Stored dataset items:
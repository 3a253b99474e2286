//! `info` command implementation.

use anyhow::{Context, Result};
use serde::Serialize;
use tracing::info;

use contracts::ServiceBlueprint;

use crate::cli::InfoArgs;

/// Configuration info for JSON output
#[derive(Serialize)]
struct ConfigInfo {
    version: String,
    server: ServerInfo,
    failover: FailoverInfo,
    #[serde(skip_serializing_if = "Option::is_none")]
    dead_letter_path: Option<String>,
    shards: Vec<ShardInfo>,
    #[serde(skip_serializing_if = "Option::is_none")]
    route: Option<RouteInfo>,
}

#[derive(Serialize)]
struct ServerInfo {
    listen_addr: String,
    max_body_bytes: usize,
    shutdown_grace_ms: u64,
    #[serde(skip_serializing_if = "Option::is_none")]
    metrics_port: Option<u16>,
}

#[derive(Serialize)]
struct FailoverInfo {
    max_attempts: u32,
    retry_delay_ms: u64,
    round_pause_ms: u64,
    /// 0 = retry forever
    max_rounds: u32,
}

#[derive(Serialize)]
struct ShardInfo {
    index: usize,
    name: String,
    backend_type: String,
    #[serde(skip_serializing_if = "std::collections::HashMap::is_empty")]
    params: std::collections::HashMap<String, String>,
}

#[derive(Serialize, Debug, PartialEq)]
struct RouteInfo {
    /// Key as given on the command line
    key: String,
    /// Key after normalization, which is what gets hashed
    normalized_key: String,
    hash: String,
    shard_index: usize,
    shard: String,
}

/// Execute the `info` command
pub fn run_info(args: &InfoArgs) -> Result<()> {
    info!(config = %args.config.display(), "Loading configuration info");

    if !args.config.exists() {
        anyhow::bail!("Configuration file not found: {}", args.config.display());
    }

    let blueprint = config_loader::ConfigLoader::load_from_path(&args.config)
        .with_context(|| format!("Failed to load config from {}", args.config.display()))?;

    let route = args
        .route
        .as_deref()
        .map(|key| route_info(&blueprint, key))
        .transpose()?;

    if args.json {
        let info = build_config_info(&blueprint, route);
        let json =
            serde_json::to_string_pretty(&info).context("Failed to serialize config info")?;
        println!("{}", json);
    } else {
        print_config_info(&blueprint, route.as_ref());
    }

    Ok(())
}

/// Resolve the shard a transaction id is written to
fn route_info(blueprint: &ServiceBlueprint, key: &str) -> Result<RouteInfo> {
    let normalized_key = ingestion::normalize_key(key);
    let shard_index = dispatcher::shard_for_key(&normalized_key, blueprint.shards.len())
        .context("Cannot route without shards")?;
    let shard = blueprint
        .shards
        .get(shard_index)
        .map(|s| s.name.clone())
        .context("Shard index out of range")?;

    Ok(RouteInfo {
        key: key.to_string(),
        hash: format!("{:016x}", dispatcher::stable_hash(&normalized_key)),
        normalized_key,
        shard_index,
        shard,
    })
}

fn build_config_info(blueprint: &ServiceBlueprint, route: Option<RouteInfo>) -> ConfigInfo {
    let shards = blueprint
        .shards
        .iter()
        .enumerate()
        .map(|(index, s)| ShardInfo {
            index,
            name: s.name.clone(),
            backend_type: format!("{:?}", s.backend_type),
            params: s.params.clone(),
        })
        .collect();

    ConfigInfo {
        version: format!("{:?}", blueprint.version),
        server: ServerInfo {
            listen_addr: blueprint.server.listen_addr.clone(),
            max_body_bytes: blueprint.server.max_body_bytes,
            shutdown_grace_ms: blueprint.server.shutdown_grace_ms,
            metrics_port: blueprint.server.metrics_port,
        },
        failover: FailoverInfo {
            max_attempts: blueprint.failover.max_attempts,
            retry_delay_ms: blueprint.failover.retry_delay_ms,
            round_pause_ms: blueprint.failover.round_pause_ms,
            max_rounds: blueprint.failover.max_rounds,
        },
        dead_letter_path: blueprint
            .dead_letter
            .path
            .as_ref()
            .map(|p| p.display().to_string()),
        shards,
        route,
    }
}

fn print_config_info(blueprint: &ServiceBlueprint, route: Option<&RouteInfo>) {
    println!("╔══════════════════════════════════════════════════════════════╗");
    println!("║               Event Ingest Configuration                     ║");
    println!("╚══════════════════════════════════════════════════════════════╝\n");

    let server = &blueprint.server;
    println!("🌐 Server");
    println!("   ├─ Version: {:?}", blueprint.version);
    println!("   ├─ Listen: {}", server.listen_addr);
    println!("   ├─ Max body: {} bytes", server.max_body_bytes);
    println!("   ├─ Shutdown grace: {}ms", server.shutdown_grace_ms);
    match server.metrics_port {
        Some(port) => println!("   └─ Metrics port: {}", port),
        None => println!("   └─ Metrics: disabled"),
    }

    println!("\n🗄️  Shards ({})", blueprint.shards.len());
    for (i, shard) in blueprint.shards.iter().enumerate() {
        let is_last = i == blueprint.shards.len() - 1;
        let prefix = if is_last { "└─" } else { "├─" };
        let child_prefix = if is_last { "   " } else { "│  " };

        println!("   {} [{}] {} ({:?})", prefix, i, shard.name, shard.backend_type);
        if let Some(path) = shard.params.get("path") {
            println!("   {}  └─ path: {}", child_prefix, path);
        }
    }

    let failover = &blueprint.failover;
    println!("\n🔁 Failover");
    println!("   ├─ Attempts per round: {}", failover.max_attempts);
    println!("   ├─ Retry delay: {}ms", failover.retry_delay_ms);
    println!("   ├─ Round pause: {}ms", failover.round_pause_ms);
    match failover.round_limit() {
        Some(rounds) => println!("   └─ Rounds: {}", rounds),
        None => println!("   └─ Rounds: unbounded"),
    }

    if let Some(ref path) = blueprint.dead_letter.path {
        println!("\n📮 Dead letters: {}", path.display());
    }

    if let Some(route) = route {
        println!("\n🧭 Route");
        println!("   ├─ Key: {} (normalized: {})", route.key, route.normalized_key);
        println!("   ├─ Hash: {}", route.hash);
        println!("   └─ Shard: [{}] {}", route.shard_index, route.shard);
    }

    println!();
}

■ **WHAT YOU SHOULD DO**
Exactly as given, set down all of the lines above.

■ **TASK ANSWER**
repository 3a253b99474e2286
//! `info` command implementation.

use anyhow::{Context, Result};
use serde::Serialize;
use tracing::info;

use contracts::ServiceBlueprint;

use crate::cli::InfoArgs;

/// Configuration info for JSON output
#[derive(Serialize)]
struct ConfigInfo {
    version: String,
    server: ServerInfo,
    failover: FailoverInfo,
    #[serde(skip_serializing_if = "Option::is_none")]
    dead_letter_path: Option<String>,
    shards: Vec<ShardInfo>,
    #[serde(skip_serializing_if = "Option::is_none")]
    route: Option<RouteInfo>,
}

#[derive(Serialize)]
struct ServerInfo {
    listen_addr: String,
    max_body_bytes: usize,
    shutdown_grace_ms: u64,
    #[serde(skip_serializing_if = "Option::is_none")]
    metrics_port: Option<u16>,
}

#[derive(Serialize)]
struct FailoverInfo {
    max_attempts: u32,
    retry_delay_ms: u64,
    round_pause_ms: u64,
    /// 0 = retry forever
    max_rounds: u32,
}

#[derive(Serialize)]
struct ShardInfo {
    index: usize,
    name: String,
    backend_type: String,
    #[serde(skip_serializing_if = "std::collections::HashMap::is_empty")]
    params: std::collections::HashMap<String, String>,
}

#[derive(Serialize, Debug, PartialEq)]
struct RouteInfo {
    /// Key as given on the command line
    key: String,
    /// Key after normalization, which is what gets hashed
    normalized_key: String,
    hash: String,
    shard_index: usize,
    shard: String,
}

/// Execute the `info` command
pub fn run_info(args: &InfoArgs) -> Result<()> {
    info!(config = %args.config.display(), "Loading configuration info");

    if !args.config.exists() {
        anyhow::bail!("Configuration file not found: {}", args.config.display());
    }

    let blueprint = config_loader::ConfigLoader::load_from_path(&args.config)
        .with_context(|| format!("Failed to load config from {}", args.config.display()))?;

    let route = args
        .route
        .as_deref()
        .map(|key| route_info(&blueprint, key))
        .transpose()?;

    if args.json {
        let info = build_config_info(&blueprint, route);
        let json =
            serde_json::to_string_pretty(&info).context("Failed to serialize config info")?;
        println!("{}", json);
    } else {
        print_config_info(&blueprint, route.as_ref());
    }

    Ok(())
}

/// Resolve the shard a transaction id is written to
fn route_info(blueprint: &ServiceBlueprint, key: &str) -> Result<RouteInfo> {
    let normalized_key = ingestion::normalize_key(key);
    let shard_index = dispatcher::shard_for_key(&normalized_key, blueprint.shards.len())
        .context("Cannot route without shards")?;
    let shard = blueprint
        .shards
        .get(shard_index)
        .map(|s| s.name.clone())
        .context("Shard index out of range")?;

    Ok(RouteInfo {
        key: key.to_string(),
        hash: format!("{:016x}", dispatcher::stable_hash(&normalized_key)),
        normalized_key,
        shard_index,
        shard,
    })
}

fn build_config_info(blueprint: &ServiceBlueprint, route: Option<RouteInfo>) -> ConfigInfo {
    let shards = blueprint
        .shards
        .iter()
        .enumerate()
        .map(|(index, s)| ShardInfo {
            index,
            name: s.name.clone(),
            backend_type: format!("{:?}", s.backend_type),
            params: s.params.clone(),
        })
        .collect();

    ConfigInfo {
        version: format!("{:?}", blueprint.version),
        server: ServerInfo {
            listen_addr: blueprint.server.listen_addr.clone(),
            max_body_bytes: blueprint.server.max_body_bytes,
            shutdown_grace_ms: blueprint.server.shutdown_grace_ms,
            metrics_port: blueprint.server.metrics_port,
        },
        failover: FailoverInfo {
            max_attempts: blueprint.failover.max_attempts,
            retry_delay_ms: blueprint.failover.retry_delay_ms,
            round_pause_ms: blueprint.failover.round_pause_ms,
            max_rounds: blueprint.failover.max_rounds,
        },
        dead_letter_path: blueprint
            .dead_letter
            .path
            .as_ref()
            .map(|p| p.display().to_string()),
        shards,
        route,
    }
}

fn print_config_info(blueprint: &ServiceBlueprint, route: Option<&RouteInfo>) {
    println!("╔══════════════════════════════════════════════════════════════╗");
    println!("║               Event Ingest Configuration                     ║");
    println!("╚══════════════════════════════════════════════════════════════╝\n");

    let server = &blueprint.server;
    println!("🌐 Server");
    println!("   ├─ Version: {:?}", blueprint.version);
    println!("   ├─ Listen: {}", server.listen_addr);
    println!("   ├─ Max body: {} bytes", server.max_body_bytes);
    println!("   ├─ Shutdown grace: {}ms", server.shutdown_grace_ms);
    match server.metrics_port {
        Some(port) => println!("   └─ Metrics port: {}", port),
        None => println!("   └─ Metrics: disabled"),
    }

    println!("\n🗄️  Shards ({})", blueprint.shards.len());
    for (i, shard) in blueprint.shards.iter().enumerate() {
        let is_last = i == blueprint.shards.len() - 1;
        let prefix = if is_last { "└─" } else { "├─" };
        let child_prefix = if is_last { "   " } else { "│  " };

        println!("   {} [{}] {} ({:?})", prefix, i, shard.name, shard.backend_type);
        if let Some(path) = shard.params.get("path") {
            println!("   {}  └─ path: {}", child_prefix, path);
        }
    }

    let failover = &blueprint.failover;
    println!("\n🔁 Failover");
    println!("   ├─ Attempts per round: {}", failover.max_attempts);
    println!("   ├─ Retry delay: {}ms", failover.retry_delay_ms);
    println!("   ├─ Round pause: {}ms", failover.round_pause_ms);
    match failover.round_limit() {
        Some(rounds) => println!("   └─ Rounds: {}", rounds),
        None => println!("   └─ Rounds: unbounded"),
    }

    if let Some(ref path) = blueprint.dead_letter.path {
        println!("\n📮 Dead letters: {}", path.display());
    }

    if let Some(route) = route {
        println!("\n🧭 Route");
        println!("   ├─ Key: {} (normalized: {})", route.key, route.normalized_key);
        println!("   ├─ Hash: {}", route.hash);
        println!("   └─ Shard: [{}] {}", route.shard_index, route.shard);
    }

    println!();
}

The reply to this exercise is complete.